(Stored data)

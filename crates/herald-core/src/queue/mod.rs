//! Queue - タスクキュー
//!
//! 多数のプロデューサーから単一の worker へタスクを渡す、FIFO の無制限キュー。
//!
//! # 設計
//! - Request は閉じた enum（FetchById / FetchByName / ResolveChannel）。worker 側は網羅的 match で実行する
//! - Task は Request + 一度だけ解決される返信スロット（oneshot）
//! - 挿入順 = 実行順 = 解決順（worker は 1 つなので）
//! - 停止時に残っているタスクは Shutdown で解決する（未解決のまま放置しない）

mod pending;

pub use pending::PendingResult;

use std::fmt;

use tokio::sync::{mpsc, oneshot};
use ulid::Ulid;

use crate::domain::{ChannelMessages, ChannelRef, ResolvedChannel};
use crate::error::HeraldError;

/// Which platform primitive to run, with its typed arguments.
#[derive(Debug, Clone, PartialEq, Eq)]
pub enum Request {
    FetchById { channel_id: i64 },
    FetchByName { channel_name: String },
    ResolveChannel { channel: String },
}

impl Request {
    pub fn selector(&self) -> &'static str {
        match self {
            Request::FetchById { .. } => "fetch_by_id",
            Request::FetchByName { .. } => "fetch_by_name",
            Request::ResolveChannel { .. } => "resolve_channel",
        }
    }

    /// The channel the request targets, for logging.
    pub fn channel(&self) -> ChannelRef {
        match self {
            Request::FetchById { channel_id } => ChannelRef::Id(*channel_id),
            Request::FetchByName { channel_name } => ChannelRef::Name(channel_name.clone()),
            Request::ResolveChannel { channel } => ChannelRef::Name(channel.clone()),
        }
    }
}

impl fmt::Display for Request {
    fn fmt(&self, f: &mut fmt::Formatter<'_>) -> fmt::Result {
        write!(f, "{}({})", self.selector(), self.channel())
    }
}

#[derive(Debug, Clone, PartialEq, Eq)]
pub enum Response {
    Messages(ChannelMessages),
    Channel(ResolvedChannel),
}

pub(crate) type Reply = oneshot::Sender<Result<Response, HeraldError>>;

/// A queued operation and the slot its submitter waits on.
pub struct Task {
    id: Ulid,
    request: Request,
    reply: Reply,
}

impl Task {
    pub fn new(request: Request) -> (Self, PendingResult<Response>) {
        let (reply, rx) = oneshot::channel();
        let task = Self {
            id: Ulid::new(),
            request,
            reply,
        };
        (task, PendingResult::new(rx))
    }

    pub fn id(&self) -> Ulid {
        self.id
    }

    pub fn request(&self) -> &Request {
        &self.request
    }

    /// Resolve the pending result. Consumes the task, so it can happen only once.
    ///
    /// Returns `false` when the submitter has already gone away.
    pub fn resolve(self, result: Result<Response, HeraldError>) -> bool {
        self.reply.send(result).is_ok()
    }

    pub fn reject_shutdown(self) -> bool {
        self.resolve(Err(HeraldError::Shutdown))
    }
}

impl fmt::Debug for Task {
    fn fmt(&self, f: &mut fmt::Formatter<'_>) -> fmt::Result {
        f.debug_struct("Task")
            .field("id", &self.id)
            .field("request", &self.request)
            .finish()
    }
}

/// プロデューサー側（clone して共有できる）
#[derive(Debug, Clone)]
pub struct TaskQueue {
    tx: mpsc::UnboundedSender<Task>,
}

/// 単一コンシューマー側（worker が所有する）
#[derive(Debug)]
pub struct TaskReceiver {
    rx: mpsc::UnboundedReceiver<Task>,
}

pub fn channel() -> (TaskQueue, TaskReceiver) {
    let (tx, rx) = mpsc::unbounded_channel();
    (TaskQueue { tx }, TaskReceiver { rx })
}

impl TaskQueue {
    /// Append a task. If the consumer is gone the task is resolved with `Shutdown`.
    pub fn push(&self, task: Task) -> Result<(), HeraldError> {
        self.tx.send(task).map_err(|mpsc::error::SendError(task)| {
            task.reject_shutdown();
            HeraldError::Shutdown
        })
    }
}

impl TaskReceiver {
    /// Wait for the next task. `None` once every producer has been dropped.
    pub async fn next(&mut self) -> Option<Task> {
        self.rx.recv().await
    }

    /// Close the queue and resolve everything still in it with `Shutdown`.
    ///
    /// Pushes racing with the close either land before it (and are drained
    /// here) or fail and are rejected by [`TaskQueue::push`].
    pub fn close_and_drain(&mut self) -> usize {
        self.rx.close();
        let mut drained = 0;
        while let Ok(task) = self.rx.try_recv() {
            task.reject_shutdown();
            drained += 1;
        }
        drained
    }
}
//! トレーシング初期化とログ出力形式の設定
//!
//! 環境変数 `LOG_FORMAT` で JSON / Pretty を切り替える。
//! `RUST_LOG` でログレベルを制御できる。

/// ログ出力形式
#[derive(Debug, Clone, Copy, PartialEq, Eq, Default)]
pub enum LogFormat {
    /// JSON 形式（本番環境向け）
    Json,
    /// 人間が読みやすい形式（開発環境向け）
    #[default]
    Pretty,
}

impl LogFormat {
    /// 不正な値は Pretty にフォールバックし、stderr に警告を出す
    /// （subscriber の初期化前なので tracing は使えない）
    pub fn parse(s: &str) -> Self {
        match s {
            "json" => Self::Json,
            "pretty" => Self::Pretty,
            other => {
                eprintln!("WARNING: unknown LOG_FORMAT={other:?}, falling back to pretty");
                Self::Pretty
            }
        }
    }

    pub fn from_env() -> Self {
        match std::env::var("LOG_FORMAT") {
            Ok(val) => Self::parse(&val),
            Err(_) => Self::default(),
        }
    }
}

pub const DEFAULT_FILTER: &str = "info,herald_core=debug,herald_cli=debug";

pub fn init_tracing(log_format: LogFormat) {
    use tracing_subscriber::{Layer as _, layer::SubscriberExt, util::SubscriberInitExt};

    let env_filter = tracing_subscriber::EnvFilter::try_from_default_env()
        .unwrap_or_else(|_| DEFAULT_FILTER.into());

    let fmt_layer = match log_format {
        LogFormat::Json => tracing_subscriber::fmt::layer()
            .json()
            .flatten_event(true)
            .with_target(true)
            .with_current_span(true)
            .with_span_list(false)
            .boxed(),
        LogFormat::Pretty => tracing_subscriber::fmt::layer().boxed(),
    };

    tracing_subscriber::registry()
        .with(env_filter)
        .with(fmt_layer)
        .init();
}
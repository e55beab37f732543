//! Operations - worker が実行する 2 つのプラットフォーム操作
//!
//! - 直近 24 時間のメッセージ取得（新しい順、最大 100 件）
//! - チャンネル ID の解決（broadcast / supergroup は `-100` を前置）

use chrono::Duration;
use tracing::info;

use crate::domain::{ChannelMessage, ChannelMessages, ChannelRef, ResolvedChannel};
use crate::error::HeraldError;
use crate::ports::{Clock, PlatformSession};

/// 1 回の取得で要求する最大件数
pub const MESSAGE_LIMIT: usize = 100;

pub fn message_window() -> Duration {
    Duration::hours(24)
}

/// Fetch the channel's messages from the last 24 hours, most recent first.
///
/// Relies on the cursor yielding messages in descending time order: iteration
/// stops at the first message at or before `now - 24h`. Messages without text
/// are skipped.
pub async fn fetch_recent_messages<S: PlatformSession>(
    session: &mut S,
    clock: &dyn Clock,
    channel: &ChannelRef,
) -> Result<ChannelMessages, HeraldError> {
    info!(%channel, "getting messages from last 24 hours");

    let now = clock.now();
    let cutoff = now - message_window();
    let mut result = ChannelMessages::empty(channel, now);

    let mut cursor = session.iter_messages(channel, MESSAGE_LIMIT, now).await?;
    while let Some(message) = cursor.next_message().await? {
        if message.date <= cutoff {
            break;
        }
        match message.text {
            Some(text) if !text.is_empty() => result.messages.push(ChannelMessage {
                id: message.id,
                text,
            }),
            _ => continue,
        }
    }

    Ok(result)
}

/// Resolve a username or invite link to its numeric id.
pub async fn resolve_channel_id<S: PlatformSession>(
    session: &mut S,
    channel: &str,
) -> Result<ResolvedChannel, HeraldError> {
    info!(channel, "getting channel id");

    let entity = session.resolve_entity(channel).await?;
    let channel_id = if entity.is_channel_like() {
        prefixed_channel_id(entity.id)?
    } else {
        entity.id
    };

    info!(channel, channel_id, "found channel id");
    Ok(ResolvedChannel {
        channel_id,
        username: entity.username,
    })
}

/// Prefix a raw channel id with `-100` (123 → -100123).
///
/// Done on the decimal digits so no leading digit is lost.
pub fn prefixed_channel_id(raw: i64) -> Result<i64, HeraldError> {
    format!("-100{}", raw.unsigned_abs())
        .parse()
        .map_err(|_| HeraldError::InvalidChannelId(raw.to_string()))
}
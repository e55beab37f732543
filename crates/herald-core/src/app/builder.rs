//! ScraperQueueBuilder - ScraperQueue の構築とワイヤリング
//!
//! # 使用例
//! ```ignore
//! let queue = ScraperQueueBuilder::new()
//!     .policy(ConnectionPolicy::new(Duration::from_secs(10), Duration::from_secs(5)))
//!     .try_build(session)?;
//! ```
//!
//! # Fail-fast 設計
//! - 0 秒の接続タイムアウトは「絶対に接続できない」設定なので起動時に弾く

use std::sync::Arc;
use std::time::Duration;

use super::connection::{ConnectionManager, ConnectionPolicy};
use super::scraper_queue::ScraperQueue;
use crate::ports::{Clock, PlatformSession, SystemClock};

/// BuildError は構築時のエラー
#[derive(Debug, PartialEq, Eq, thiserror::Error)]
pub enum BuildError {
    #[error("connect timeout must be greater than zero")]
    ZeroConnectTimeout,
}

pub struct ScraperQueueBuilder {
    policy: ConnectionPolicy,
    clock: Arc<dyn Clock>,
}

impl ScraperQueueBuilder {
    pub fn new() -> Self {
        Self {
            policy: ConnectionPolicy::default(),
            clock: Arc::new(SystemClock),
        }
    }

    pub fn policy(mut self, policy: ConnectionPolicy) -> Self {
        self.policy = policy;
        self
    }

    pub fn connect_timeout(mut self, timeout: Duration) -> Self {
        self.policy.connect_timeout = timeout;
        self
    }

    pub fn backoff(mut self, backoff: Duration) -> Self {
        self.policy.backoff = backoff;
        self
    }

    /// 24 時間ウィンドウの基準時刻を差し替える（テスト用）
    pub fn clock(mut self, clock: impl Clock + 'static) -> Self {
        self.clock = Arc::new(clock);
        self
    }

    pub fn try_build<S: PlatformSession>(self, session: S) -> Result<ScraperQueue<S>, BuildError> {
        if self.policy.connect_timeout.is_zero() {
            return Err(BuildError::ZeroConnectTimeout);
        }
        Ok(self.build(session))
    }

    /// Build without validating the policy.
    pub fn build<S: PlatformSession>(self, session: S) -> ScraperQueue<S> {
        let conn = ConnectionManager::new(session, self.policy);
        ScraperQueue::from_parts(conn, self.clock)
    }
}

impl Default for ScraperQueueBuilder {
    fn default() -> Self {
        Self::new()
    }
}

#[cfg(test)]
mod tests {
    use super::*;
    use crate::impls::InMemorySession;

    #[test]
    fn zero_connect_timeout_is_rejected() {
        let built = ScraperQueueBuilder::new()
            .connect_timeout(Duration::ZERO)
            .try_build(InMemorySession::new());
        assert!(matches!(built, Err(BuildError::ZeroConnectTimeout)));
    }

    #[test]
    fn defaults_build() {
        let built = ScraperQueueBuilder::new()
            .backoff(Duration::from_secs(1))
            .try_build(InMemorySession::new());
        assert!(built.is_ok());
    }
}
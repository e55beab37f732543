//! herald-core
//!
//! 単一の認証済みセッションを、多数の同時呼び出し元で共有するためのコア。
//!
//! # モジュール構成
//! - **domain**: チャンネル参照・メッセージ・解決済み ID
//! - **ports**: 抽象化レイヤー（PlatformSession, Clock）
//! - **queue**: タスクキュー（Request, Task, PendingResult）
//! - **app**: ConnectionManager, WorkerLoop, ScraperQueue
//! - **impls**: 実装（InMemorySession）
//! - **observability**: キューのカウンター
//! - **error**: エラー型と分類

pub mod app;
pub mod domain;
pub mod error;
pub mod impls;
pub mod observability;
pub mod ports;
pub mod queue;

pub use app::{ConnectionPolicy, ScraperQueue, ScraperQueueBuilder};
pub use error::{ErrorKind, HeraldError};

Requirement: What is needed is an exact copy of the lines above, from the one containing "worker へタスクを渡す、FIFO の無制限キュー。" through the one containing "use std::fmt;", with nothing added.

Solution to this exercise:
//! 多数のプロデューサーから単一の worker へタスクを渡す、FIFO の無制限キュー。
//!
//! # 設計
//! - Request は閉じた enum（FetchById / FetchByName / ResolveChannel）。worker 側は網羅的 match で実行する
//! - Task は Request + 一度だけ解決される返信スロット（oneshot）
//! - 挿入順 = 実行順 = 解決順（worker は 1 つなので）
//! - 停止時に残っているタスクは Shutdown で解決する（未解決のまま放置しない）

mod pending;

pub use pending::PendingResult;

use std::fmt;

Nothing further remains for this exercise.